Start the hot reload dev server with the following:
$ npm run dev
To transpile the TypeScript source and run Node directly (without hot reloading):
$ npm run start:node
Debugging
To make debugging automatic for vscode users, a .vscode/launch.json
file is tracked in source control. Ctrl+Shift+D
should show Attach to Node (nlp-api-server)
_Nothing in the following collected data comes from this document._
use thiserror::Error;

use super::materialise::{schema_attribute, schema_element};
use super::{DraftItemKind, DraftTree};
use crate::error::Result;
use crate::types::{Cardinality, Pattern};
use crate::Id;

/// A problem found in the materialised state of a draft.
///
/// `path` is the fully qualified bracket expression of the offending item.
#[derive(Debug, Clone, PartialEq, Eq, Error)]
pub enum DraftViolation {
    #[error("attribute '{name}' at {path} is required but has no value")]
    RequiredAttributeMissing { name: String, path: String },

    #[error("element '{name}' at {path} is required but has not been materialised")]
    ElementRequired { name: String, path: String },

    #[error("collection '{name}' at {path} requires at least one item")]
    CollectionRequiresItem { name: String, path: String },

    #[error("attribute '{name}' at {path} does not hold a value of type '{data_type}'")]
    WrongDataType {
        name: String,
        path: String,
        data_type: String,
    },

    #[error("attribute '{name}' at {path} holds '{value}' which is not one of its choices")]
    InvalidChoice {
        name: String,
        path: String,
        value: String,
    },
}

impl DraftViolation {
    pub fn path(&self) -> &str {
        match self {
            Self::RequiredAttributeMissing { path, .. }
            | Self::ElementRequired { path, .. }
            | Self::CollectionRequiresItem { path, .. }
            | Self::WrongDataType { path, .. }
            | Self::InvalidChoice { path, .. } => path,
        }
    }
}

impl DraftTree {
    /// Checks materialised items against the schema's requirements.
    ///
    /// Only materialised owners are inspected; optional elements and
    /// collections may be absent or empty.
    ///
    /// # Errors
    ///
    /// Returns [`crate::AutomateError::SchemaNotFound`] when the tree refers
    /// to a schema node that `pattern` does not declare.
    pub fn validate(&self, pattern: &Pattern) -> Result<Vec<DraftViolation>> {
        let mut violations = Vec::new();
        self.validate_owner(pattern, &self.root, &mut violations)?;
        Ok(violations)
    }

    fn validate_owner(
        &self,
        pattern: &Pattern,
        owner: &Id,
        violations: &mut Vec<DraftViolation>,
    ) -> Result<()> {
        let owner = self.item(owner)?;
        if !owner.is_materialised {
            return Ok(());
        }

        for child_id in owner.properties.values() {
            let child = self.item(child_id)?;
            let path = || self.path_of(child_id);
            match child.kind {
                DraftItemKind::Attribute => {
                    let attribute = schema_attribute(pattern, &child.schema_id)?;
                    match &child.value {
                        None if attribute.is_required => {
                            violations.push(DraftViolation::RequiredAttributeMissing {
                                name: child.name.clone(),
                                path: path(),
                            });
                        }
                        None => {}
                        Some(value) if value.data_type() != attribute.data_type => {
                            violations.push(DraftViolation::WrongDataType {
                                name: child.name.clone(),
                                path: path(),
                                data_type: attribute.data_type.to_string(),
                            });
                        }
                        Some(value)
                            if !attribute.choices.is_empty()
                                && !value.is_one_of(&attribute.choices) =>
                        {
                            violations.push(DraftViolation::InvalidChoice {
                                name: child.name.clone(),
                                path: path(),
                                value: value.to_string(),
                            });
                        }
                        Some(_) => {}
                    }
                }
                DraftItemKind::Element => {
                    let element = schema_element(pattern, &child.schema_id)?;
                    if child.is_materialised {
                        self.validate_owner(pattern, child_id, violations)?;
                    } else if element.cardinality == Cardinality::One {
                        violations.push(DraftViolation::ElementRequired {
                            name: child.name.clone(),
                            path: path(),
                        });
                    }
                }
                DraftItemKind::Collection => {
                    let element = schema_element(pattern, &child.schema_id)?;
                    if child.items.is_empty() && element.cardinality.requires_instance() {
                        violations.push(DraftViolation::CollectionRequiresItem {
                            name: child.name.clone(),
                            path: path(),
                        });
                    }
                    for entry in &child.items {
                        self.validate_owner(pattern, entry, violations)?;
                    }
                }
                DraftItemKind::Pattern | DraftItemKind::CollectionItem => {}
            }
        }
        Ok(())
    }
}

#[cfg(test)]
mod tests {
    use crate::{Attribute, AttributeDataType, Element};

    use super::*;

    fn pattern(routes: Cardinality) -> Pattern {
        let mut pattern = Pattern::new("Api");
        pattern.root = pattern
            .root
            .with_attribute(Attribute::new("Title", AttributeDataType::String).required())
            .with_element(
                Element::new("Route")
                    .with_cardinality(routes)
                    .with_attribute(Attribute::new("Path", AttributeDataType::String).required()),
            );
        pattern
    }

    #[test]
    fn test_required_attribute_reports_name_and_path() {
        let pattern = pattern(Cardinality::ZeroOrMany);
        let tree = DraftTree::new(&pattern).unwrap();

        let violations = tree.validate(&pattern).unwrap();

        assert_eq!(
            violations,
            vec![DraftViolation::RequiredAttributeMissing {
                name: "Title".into(),
                path: "{Api.Title}".into(),
            }]
        );
    }

    #[test]
    fn test_optional_collection_may_be_empty() {
        let pattern = pattern(Cardinality::ZeroOrMany);
        let mut tree = DraftTree::new(&pattern).unwrap();
        let root = tree.root_id().clone();
        tree.set_property(&pattern, &root, "Title", "x").unwrap();

        assert!(tree.validate(&pattern).unwrap().is_empty());
    }

    #[test]
    fn test_one_or_many_collection_requires_item() {
        let pattern = pattern(Cardinality::OneOrMany);
        let mut tree = DraftTree::new(&pattern).unwrap();
        let root = tree.root_id().clone();
        tree.set_property(&pattern, &root, "Title", "x").unwrap();

        let violations = tree.validate(&pattern).unwrap();
        assert!(matches!(
            violations.as_slice(),
            [DraftViolation::CollectionRequiresItem { path, .. }] if path == "{Api.Route}"
        ));
    }

    #[test]
    fn test_collection_items_report_their_own_path() {
        let pattern = pattern(Cardinality::OneOrMany);
        let mut tree = DraftTree::new(&pattern).unwrap();
        let root = tree.root_id().clone();
        tree.set_property(&pattern, &root, "Title", "x").unwrap();
        let routes = tree.root().property("Route").unwrap().clone();
        let route = tree.materialise_collection_item(&pattern, &routes).unwrap();

        let violations = tree.validate(&pattern).unwrap();
        assert_eq!(violations.len(), 1);
        assert_eq!(violations[0].path(), format!("{{Api.Route.{route}.Path}}"));
    }

    #[test]
    fn test_unmaterialised_singular_element_is_required() {
        let mut pattern = Pattern::new("Api");
        pattern.root.elements.push(Element::new("Auth"));
        let tree = DraftTree::new(&pattern).unwrap();

        let violations = tree.validate(&pattern).unwrap();
        assert!(matches!(
            violations.as_slice(),
            [DraftViolation::ElementRequired { name, .. }] if name == "Auth"
        ));
    }
}
use std::fmt;

use serde::{Deserialize, Serialize};
use uuid::Uuid;

/// Stable identity of a schema node or a draft item.
///
/// Ids are generated once and never reused. Nothing in the crate depends on
/// their format beyond uniqueness and string comparison, so ids read back
/// from older documents need not be UUIDs.
///
/// # Examples
///
/// ```
/// use automate_core::Id;
///
/// let a = Id::generate();
/// let b = Id::generate();
/// assert_ne!(a, b);
/// assert_eq!(Id::from("abc").as_str(), "abc");
/// ```
#[derive(Debug, Clone, PartialEq, Eq, Hash, PartialOrd, Ord, Serialize, Deserialize)]
#[serde(transparent)]
pub struct Id(String);

impl Id {
    /// Creates a new globally unique id.
    pub fn generate() -> Self {
        Self(Uuid::new_v4().simple().to_string())
    }

    pub fn as_str(&self) -> &str {
        &self.0
    }
}

impl fmt::Display for Id {
    fn fmt(&self, f: &mut fmt::Formatter<'_>) -> fmt::Result {
        f.write_str(&self.0)
    }
}

impl From<&str> for Id {
    fn from(value: &str) -> Self {
        Self(value.to_string())
    }
}

impl From<String> for Id {
    fn from(value: String) -> Self {
        Self(value)
    }
}

#[cfg(test)]
mod tests {
    use super::*;

    #[test]
    fn test_generated_ids_are_plain_hex() {
        let id = Id::generate();
        assert_eq!(id.as_str().len(), 32);
        assert!(id.as_str().chars().all(|c| c.is_ascii_hexdigit()));
    }

    #[test]
    fn test_id_serializes_as_bare_string() {
        let json = serde_json::to_string(&Id::from("x1")).unwrap();
        assert_eq!(json, "\"x1\"");
    }
}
as a selection in the debug environments dropdown. Note that the node server must be already running in order for the debugger to attach to it.
Testing
Run tests with the npm
script:
$ npm test
Debugging Tests
First, run Mocha in inspect mode:
$ npm run test:debug
Mocha will wait for a debugger to attach before running tests. Follow the steps in Debugging
to attach the debugger.
Documentation
Documentation for REST APIs are written in API blueprint format. APIB files live in the docs
folder and mirror the folder/file structure of src/api
. In addition to manually adding .apib
files for individual APIs, a docs/all.apib
file, containing all apib's can be automatically generated with npm run docs:generate
.
Deploying
serverless framework is used to deploy an AWS serverless stack for our REST API (API Gateway -> Lambda + S3 -> DocumentDB). Because serverless applications differ so drastically from traditional server apps, the deployment process looks very different. A general summary of this process is outlined below.
NOTE: currently, none of the deployment commands are run from within docker
Accounts
The following Serverless
and AWS
accounts are used for all resources:
Provider | Account ID (email) | Login URL |
---|---|---|
AWS | nlp@aivec.co.jp |
https://console.aws.amazon.com/console/home |
Serverless Framework | nlp@aivec.co.jp |
https://app.serverless.com |
Prerequisites
In order to deploy, you must login to the serverless framework
admin account.
$ npm run sls:login
Stages
There is a staging
stage and a prod
stage. These two stages represent completely separate environments. Serverless
recommends using separate AWS accounts for different stages. However, currently, the same credentials and provider are used for both deployments/environments. Therefore, you can deploy to either one by simply specifying the stage in the sls deploy
command like so:
$ npm run deploy:staging
$ npm run deploy:prod
Environment variables
Environment variables are handled on a per-stage basis by use of AWS SSM Parameters. The value of these parameters depends on the stage.
Where is everything?
Various analytics graphs can be monitored from the serverless framework dashboard.
CloudFormation is what serverless framework leverages in order to automate the deployment process. If you want to see detailed information for specific resources (S3, Lambda, etc.), use the CloudFormation dashboard.